A todas estas aparecieron dos personajes, uno el abogado, quien con los ojos brotados y un tanto nervioso me dijo que nos fuéramos y el otro resulto ser el tal “administrador” de la susodicha cafetería, el cual, mis amigos, para su conocimiento, es un lugar público.
A mi amigo el abogado lo calmé diciéndole que como este era un país de leyes, pues que me mostraran el tal reglamento para validar la orden del guachimán. Mi amigo Guillermo, colorado como un pisco, me insistió de muy buenas maneras que saliéramos antes de que yo provocara un asalto de la fuerza pública y todo fuera peor. El tal administrador, un hombre delgado, de tez morena, en buenos términos, como el torturador bueno, me dijo que me fuera y que comprendiera que las Farc estaban poniendo bombas por todas partes y que eso de las bicicletas, en verdad, sí estaba prohibido.

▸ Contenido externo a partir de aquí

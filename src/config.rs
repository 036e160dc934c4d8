//! Configuration of the simulated network.
//!
//! Values come from optional environment variables and fall back to the
//! defaults of the fake network (one second latency, 30% error rate). A
//! `.env` file in the working directory is loaded first when present.
//!
//! # Environment Variables
//!
//! - `NOTED_LATENCY_MS`: simulated latency in milliseconds (default: 1000)
//! - `NOTED_ERROR_RATE`: failure probability within `[0.0, 1.0]` (default: 0.3)
//! - `NOTED_ERROR_MESSAGE`: message carried by simulated failures
//!   (default: `"Error contacting the network"`)

use std::collections::HashMap;
use std::env;
use std::path::Path;
use std::str::FromStr;
use std::time::Duration;

use thiserror::Error;

use crate::strategy::DEFAULT_ERROR_RATE;

/// Simulated latency of every call.
pub const DEFAULT_LATENCY: Duration = Duration::from_millis(1_000);

/// Message carried by simulated failures.
pub const DEFAULT_ERROR_MESSAGE: &str = "Error contacting the network";

/// Environment variable holding the latency in milliseconds.
pub const LATENCY_ENV: &str = "NOTED_LATENCY_MS";
/// Environment variable holding the failure probability.
pub const ERROR_RATE_ENV: &str = "NOTED_ERROR_RATE";
/// Environment variable holding the failure message.
pub const ERROR_MESSAGE_ENV: &str = "NOTED_ERROR_MESSAGE";

/// Configuration error types.
#[derive(Debug, Clone, PartialEq, Eq, Error)]
pub enum ConfigError {
    /// An environment variable has an invalid value.
    #[error("Invalid value for {key}: {message}")]
    InvalidValue {
        /// The name of the environment variable.
        key: String,
        /// Description of why the value is invalid.
        message: String,
    },

    /// An env file could not be read or parsed.
    #[error("Failed to load env file {path}: {message}")]
    EnvFile {
        /// The path of the env file.
        path: String,
        /// Description of the failure.
        message: String,
    },
}

/// Settings of the simulated network.
#[derive(Debug, Clone, PartialEq)]
pub struct NetworkConfig {
    /// How long each call waits before resolving.
    pub latency: Duration,
    /// Probability that a call fails.
    pub error_rate: f64,
    /// Message carried by simulated failures.
    pub error_message: String,
}

impl Default for NetworkConfig {
    fn default() -> Self {
        Self {
            latency: DEFAULT_LATENCY,
            error_rate: DEFAULT_ERROR_RATE,
            error_message: DEFAULT_ERROR_MESSAGE.to_string(),
        }
    }
}

impl NetworkConfig {
    /// Loads configuration from environment variables.
    ///
    /// Variables from a `.env` file are added to the environment first;
    /// variables already set take precedence.
    ///
    /// # Errors
    ///
    /// Returns `ConfigError::InvalidValue` if a variable cannot be parsed or
    /// the error rate lies outside `[0.0, 1.0]`.
    pub fn from_env() -> Result<Self, ConfigError> {
        dotenvy::dotenv().ok();
        Self::from_lookup(|key| env::var(key).ok())
    }

    /// Loads configuration from an env file, falling back to the process
    /// environment for keys the file does not set.
    ///
    /// The process environment is left untouched.
    ///
    /// # Errors
    ///
    /// Returns `ConfigError::EnvFile` if the file cannot be read or parsed,
    /// and the errors of [`NetworkConfig::from_env`] otherwise.
    pub fn from_env_file(path: impl AsRef<Path>) -> Result<Self, ConfigError> {
        let path = path.as_ref();
        let env_file_error = |error: dotenvy::Error| ConfigError::EnvFile {
            path: path.display().to_string(),
            message: error.to_string(),
        };
        let values = dotenvy::from_path_iter(path)
            .map_err(env_file_error)?
            .collect::<Result<HashMap<String, String>, _>>()
            .map_err(env_file_error)?;

        Self::from_lookup(|key| values.get(key).cloned().or_else(|| env::var(key).ok()))
    }

    /// Loads configuration through an arbitrary key lookup.
    ///
    /// # Errors
    ///
    /// Same as [`NetworkConfig::from_env`].
    pub fn from_lookup<L>(lookup: L) -> Result<Self, ConfigError>
    where
        L: Fn(&str) -> Option<String>,
    {
        let latency = get_optional_parsed(&lookup, LATENCY_ENV)?
            .map_or(DEFAULT_LATENCY, Duration::from_millis);
        let error_rate = get_optional_parsed(&lookup, ERROR_RATE_ENV)?.unwrap_or(DEFAULT_ERROR_RATE);
        if !(0.0..=1.0).contains(&error_rate) {
            return Err(ConfigError::InvalidValue {
                key: ERROR_RATE_ENV.to_string(),
                message: format!("{error_rate} is not within [0.0, 1.0]"),
            });
        }
        let error_message =
            lookup(ERROR_MESSAGE_ENV).unwrap_or_else(|| DEFAULT_ERROR_MESSAGE.to_string());

        Ok(Self {
            latency,
            error_rate,
            error_message,
        })
    }

    /// Returns a copy with a different latency.
    #[must_use]
    pub fn with_latency(mut self, latency: Duration) -> Self {
        self.latency = latency;
        self
    }

    /// Returns a copy with a different failure message.
    #[must_use]
    pub fn with_error_message(mut self, message: impl Into<String>) -> Self {
        self.error_message = message.into();
        self
    }
}

fn get_optional_parsed<L, T>(lookup: &L, key: &str) -> Result<Option<T>, ConfigError>
where
    L: Fn(&str) -> Option<String>,
    T: FromStr,
    T::Err: std::fmt::Display,
{
    lookup(key)
        .map(|value| {
            value.trim().parse().map_err(|error: T::Err| ConfigError::InvalidValue {
                key: key.to_string(),
                message: error.to_string(),
            })
        })
        .transpose()
}
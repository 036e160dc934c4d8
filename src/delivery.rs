//! Executors on which listeners are invoked.
//!
//! Every listener of an [`AsyncCall`](crate::AsyncCall) runs on a
//! [`DeliveryExecutor`], never on the thread that resolved the call or
//! registered the listener. [`MainThreadExecutor`] is the single-threaded
//! "UI thread"; [`ImmediateExecutor`] runs tasks inline and exists for tests
//! that do not care about thread hopping.
//!
//! # Examples
//!
//! ```rust
//! use noted::delivery::{DeliveryExecutor, MainThreadExecutor};
//! use std::sync::mpsc;
//!
//! let executor = MainThreadExecutor::spawn().unwrap();
//! let (sender, receiver) = mpsc::channel();
//! executor.post(Box::new(move || sender.send(std::thread::current().id()).unwrap()));
//! assert_eq!(receiver.recv().unwrap(), executor.thread_id());
//! ```

use std::io;
use std::panic::{AssertUnwindSafe, catch_unwind};
use std::sync::{Arc, mpsc as std_mpsc};
use std::thread::{self, ThreadId};

use tokio::sync::mpsc;

/// A unit of work posted to a delivery executor.
pub type DeliveryTask = Box<dyn FnOnce() + Send + 'static>;

/// Default name of the thread owned by [`MainThreadExecutor`].
pub const DEFAULT_THREAD_NAME: &str = "noted-main";

/// Runs posted tasks on a designated execution context.
pub trait DeliveryExecutor: Send + Sync {
    /// Schedules `task` on this executor.
    ///
    /// Tasks posted from one thread run in the order they were posted.
    fn post(&self, task: DeliveryTask);
}

impl<E> DeliveryExecutor for Arc<E>
where
    E: DeliveryExecutor + ?Sized,
{
    fn post(&self, task: DeliveryTask) {
        (**self).post(task);
    }
}

// =============================================================================
// ImmediateExecutor
// =============================================================================

/// Executor that runs every task inline on the posting thread.
#[derive(Debug, Clone, Copy, Default, PartialEq, Eq)]
pub struct ImmediateExecutor;

impl DeliveryExecutor for ImmediateExecutor {
    fn post(&self, task: DeliveryTask) {
        task();
    }
}

// =============================================================================
// MainThreadExecutor
// =============================================================================

#[derive(Debug)]
struct Shared {
    sender: mpsc::UnboundedSender<DeliveryTask>,
    thread_id: ThreadId,
}

/// Single-threaded FIFO executor owning a dedicated thread.
///
/// Handles are cheap to clone and share the same thread. When the last
/// handle is dropped the queue closes; the thread finishes the tasks already
/// queued and exits. A panicking task is logged and does not stop the thread.
#[derive(Debug, Clone)]
pub struct MainThreadExecutor {
    shared: Arc<Shared>,
}

impl MainThreadExecutor {
    /// Spawns an executor thread named [`DEFAULT_THREAD_NAME`].
    ///
    /// # Errors
    ///
    /// Returns an error if the operating system refuses to create the thread.
    pub fn spawn() -> io::Result<Self> {
        Self::spawn_named(DEFAULT_THREAD_NAME)
    }

    /// Spawns an executor thread with the given name.
    ///
    /// # Errors
    ///
    /// Returns an error if the operating system refuses to create the thread.
    pub fn spawn_named(name: impl Into<String>) -> io::Result<Self> {
        let (sender, mut receiver) = mpsc::unbounded_channel::<DeliveryTask>();
        let handle = thread::Builder::new().name(name.into()).spawn(move || {
            while let Some(task) = receiver.blocking_recv() {
                if catch_unwind(AssertUnwindSafe(task)).is_err() {
                    tracing::error!("delivery task panicked");
                }
            }
            tracing::debug!("delivery queue closed, executor thread exiting");
        })?;

        Ok(Self {
            shared: Arc::new(Shared {
                sender,
                thread_id: handle.thread().id(),
            }),
        })
    }

    /// Returns the id of the executor thread.
    #[must_use]
    pub fn thread_id(&self) -> ThreadId {
        self.shared.thread_id
    }

    /// Returns `true` when called from the executor thread.
    #[must_use]
    pub fn is_current(&self) -> bool {
        thread::current().id() == self.shared.thread_id
    }

    /// Blocks until every task posted before this call has run.
    ///
    /// Returns immediately when called from the executor thread itself.
    pub fn flush(&self) {
        if self.is_current() {
            return;
        }
        let (sender, receiver) = std_mpsc::channel();
        self.post(Box::new(move || {
            let _ = sender.send(());
        }));
        // A closed queue drops the marker task, which also ends the wait.
        let _ = receiver.recv();
    }
}

impl DeliveryExecutor for MainThreadExecutor {
    fn post(&self, task: DeliveryTask) {
        if self.shared.sender.send(task).is_err() {
            tracing::warn!("delivery executor has shut down, dropping task");
        }
    }
}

Salí no sin antes dejar sentada una frase altisonante en el seno de esa apacible cafetería. Nos fuimos pues para un espacio colateral a la cafetería y allí me senté en una silla con mi amigo. De nuevo apareció un policía, armado hasta los dientes, joven y un tanto paciente. A esa hora, el calor ya había cedido, el sudor ya lo había secado y la sed, si bien seguía vigente, ya era cosa manejable, ante las noticias que me tenía deparadas este jurista. El muchacho vestido de verde, con dos granadas a los lados y un revólver, a más de un radio de alta frecuencia, nos invitó, con mucha educación, a que abandonáramos el edificio, y nos aclaró que él entendía mi incomodidad, pero que era mejor que saliéramos porque nos podían mandar un Esmad (de esos nacidos para matar) y la cosa sería peor.
Mi amigo Guillermo entendió las razones, yo le dije que ni las entendía ni las aceptaba, así existieran. Me llamó al orden mi amigo y me consoló diciéndome que Bogotá era peor. Vaya consuelo. Cabizbajo, y con mucha furia ahí sí arranqué para mi casa, pero ya no era el mismo, pues me dije para mis adentros que esto no podía quedarse así, que de una u otra manera esos cientos de ciclistas deberíamos unirnos para exigirle a este gobiernito municipal un derrotero para llevar a efecto un plan por la vida de los ciclistas, por la vida de esas personas que algo hacen por su ciudad al no agregar más basura y más desorden al que el consumismo capitalista hace sin compasión.
Cuando al día siguiente, y como lo hago todos los días, iba para mi universidad a dictar clase y al sentir un golpe lateral dado por un carro de uno de esos patanes que pasan a mil, me repetí: “eso de las ciclovías es importante y es una bandera para cualquier movimiento social pero definitivamente, la patanería, producto de esa conciencia universal del poder y de la tenencia de riquezas, se terminará sólo cuando todo en esta sociedad haya sido deconstruido”.